▶ _Task statement_
Which lines below include the string "DoctorReport"? Please show each one.
Exercise data: Begin
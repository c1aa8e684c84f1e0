use std::sync::Arc;

use tracing::info;

use triad_core::audit::RunId;
use triad_core::domain::module::{ModuleId, ModuleRecord};
use triad_core::domain::plan::{Plan, PLAN_CONTRACT_VERSION};
use triad_core::errors::OrchestrationError;
use triad_db::{ModuleRepository, RepositoryError};

/// Sole writer of module records.
pub struct PlanCommitter {
    modules: Arc<dyn ModuleRepository>,
    plan_version: String,
}

impl PlanCommitter {
    pub fn new(modules: Arc<dyn ModuleRepository>) -> Self {
        Self { modules, plan_version: PLAN_CONTRACT_VERSION.to_string() }
    }

    pub fn with_plan_version(mut self, plan_version: impl Into<String>) -> Self {
        self.plan_version = plan_version.into();
        self
    }

    /// Revision a commit for `module_id` must match; 0 when the module is new.
    pub async fn current_revision(&self, module_id: &ModuleId) -> Result<u64, OrchestrationError> {
        let existing = self
            .modules
            .find_by_id(module_id)
            .await
            .map_err(|error| OrchestrationError::Storage(error.to_string()))?;
        Ok(existing.map(|module| module.revision).unwrap_or(0))
    }

    pub async fn commit(
        &self,
        module_id: &ModuleId,
        run_id: &RunId,
        plan: Plan,
        expected_revision: u64,
    ) -> Result<ModuleRecord, OrchestrationError> {
        let record = ModuleRecord::committed(
            module_id.clone(),
            run_id.clone(),
            plan,
            self.plan_version.clone(),
            expected_revision,
        );

        match self.modules.commit(&record, expected_revision).await {
            Ok(()) => {}
            Err(RepositoryError::RevisionConflict { .. }) => {
                return Err(OrchestrationError::CommitConflict {
                    run_id: run_id.clone(),
                    module_id: module_id.clone(),
                });
            }
            Err(error) => return Err(OrchestrationError::Storage(error.to_string())),
        }

        info!(
            event_name = "orchestrator.commit.applied",
            run_id = %run_id,
            module_id = %module_id,
            revision = record.revision,
            "module plan committed"
        );
        Ok(record)
    }
}

#[cfg(test)]
mod tests {
    use std::sync::Arc;

    use triad_core::audit::RunId;
    use triad_core::domain::module::{ModuleId, ModuleStatus};
    use triad_core::domain::plan::Plan;
    use triad_core::errors::OrchestrationError;
    use triad_db::{InMemoryModuleRepository, ModuleRepository};

    use super::PlanCommitter;

    #[tokio::test]
    async fn commit_sets_ready_status_and_contract_version() {
        let modules = Arc::new(InMemoryModuleRepository::default());
        let committer = PlanCommitter::new(modules.clone());
        let module_id = ModuleId::default();

        assert_eq!(committer.current_revision(&module_id).await.expect("revision"), 0);
        let record = committer
            .commit(&module_id, &RunId("run-1".to_string()), Plan::default(), 0)
            .await
            .expect("commit");

        assert_eq!(record.status, ModuleStatus::Ready);
        assert_eq!(record.version, "1.5.0");
        assert_eq!(record.revision, 1);
        let stored = modules.find_by_id(&module_id).await.expect("find");
        assert_eq!(stored, Some(record));
    }

    #[tokio::test]
    async fn stale_revision_surfaces_commit_conflict() {
        let committer = PlanCommitter::new(Arc::new(InMemoryModuleRepository::default()));
        let module_id = ModuleId::default();
        committer
            .commit(&module_id, &RunId("run-1".to_string()), Plan::default(), 0)
            .await
            .expect("first commit");

        let error = committer
            .commit(&module_id, &RunId("run-2".to_string()), Plan::default(), 0)
            .await
            .expect_err("conflict");

        assert_eq!(
            error,
            OrchestrationError::CommitConflict {
                run_id: RunId("run-2".to_string()),
                module_id,
            }
        );
    }
}
use serde::Serialize;
use triad_core::config::{AppConfig, LoadOptions};
use triad_db::{connect_with_config, migrations};

#[derive(Clone, Copy, Debug, PartialEq, Eq, Serialize)]
#[serde(rename_all = "snake_case")]
enum CheckStatus {
    Pass,
    Fail,
    Skipped,
}

#[derive(Debug, Serialize)]
struct DoctorCheck {
    name: &'static str,
    status: CheckStatus,
    details: String,
}

impl DoctorCheck {
    fn skipped(name: &'static str) -> Self {
        Self {
            name,
            status: CheckStatus::Skipped,
            details: "skipped because configuration did not load".to_string(),
        }
    }
}

#[derive(Debug, Serialize)]
struct DoctorReport {
    overall_status: CheckStatus,
    summary: String,
    checks: Vec<DoctorCheck>,
}

pub fn run(json_output: bool) -> String {
    let report = build_report();

    if json_output {
        return serde_json::to_string_pretty(&report).unwrap_or_else(|error| {
            format!(
                "{{\"overall_status\":\"fail\",\"summary\":\"doctor serialization failed\",\"error\":\"{}\"}}",
                error.to_string().replace('\\', "\\\\").replace('"', "\\\"")
            )
        });
    }

    render_human(&report)
}

fn build_report() -> DoctorReport {
    let checks = match AppConfig::load(LoadOptions::default()) {
        Ok(config) => vec![
            DoctorCheck {
                name: "config_validation",
                status: CheckStatus::Pass,
                details: "configuration loaded and validated".to_string(),
            },
            check_provider_credentials(&config),
            check_database(&config),
        ],
        Err(error) => vec![
            DoctorCheck {
                name: "config_validation",
                status: CheckStatus::Fail,
                details: error.to_string(),
            },
            DoctorCheck::skipped("provider_credentials"),
            DoctorCheck::skipped("database_connectivity"),
        ],
    };

    let all_pass = checks.iter().all(|check| check.status == CheckStatus::Pass);
    let overall_status = if all_pass { CheckStatus::Pass } else { CheckStatus::Fail };
    let summary = if all_pass {
        "doctor: all readiness checks passed".to_string()
    } else {
        "doctor: one or more readiness checks failed".to_string()
    };

    DoctorReport { overall_status, summary, checks }
}

fn check_provider_credentials(config: &AppConfig) -> DoctorCheck {
    match config.providers.require_credentials() {
        Ok(()) => DoctorCheck {
            name: "provider_credentials",
            status: CheckStatus::Pass,
            details: format!(
                "openai `{}`, vertex `{}`, anthropic `{}` configured",
                config.providers.openai.model,
                config.providers.vertex.model,
                config.providers.anthropic.model
            ),
        },
        Err(error) => DoctorCheck {
            name: "provider_credentials",
            status: CheckStatus::Fail,
            details: error.to_string(),
        },
    }
}

/// Connects and applies pending migrations, so a passing check means `run`
/// will find the audit and module tables in place.
fn check_database(config: &AppConfig) -> DoctorCheck {
    let runtime = match tokio::runtime::Builder::new_current_thread().enable_all().build() {
        Ok(runtime) => runtime,
        Err(error) => {
            return DoctorCheck {
                name: "database_connectivity",
                status: CheckStatus::Fail,
                details: format!("failed to initialize async runtime: {error}"),
            };
        }
    };

    let result = runtime.block_on(async {
        let pool = connect_with_config(&config.database)
            .await
            .map_err(|error| format!("failed to connect to database: {error}"))?;
        let migrated = migrations::run_pending(&pool)
            .await
            .map_err(|error| format!("connected but migrations failed: {error}"));
        pool.close().await;
        migrated
    });

    match result {
        Ok(()) => DoctorCheck {
            name: "database_connectivity",
            status: CheckStatus::Pass,
            details: format!("connected and migrated using `{}`", config.database.url),
        },
        Err(details) => {
            DoctorCheck { name: "database_connectivity", status: CheckStatus::Fail, details }
        }
    }
}

fn render_human(report: &DoctorReport) -> String {
    let mut lines = vec![report.summary.clone()];

    for check in &report.checks {
        let marker = match check.status {
            CheckStatus::Pass => "ok",
            CheckStatus::Fail => "fail",
            CheckStatus::Skipped => "skip",
        };
        lines.push(format!("- [{marker}] {}: {}", check.name, check.details));
    }

    lines.join("\n")
}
Exercise data: End
▶ _Answer area_
struct DoctorReport {
fn build_report() -> DoctorReport {
    DoctorReport { overall_status, summary, checks }
fn render_human(report: &DoctorReport) -> String {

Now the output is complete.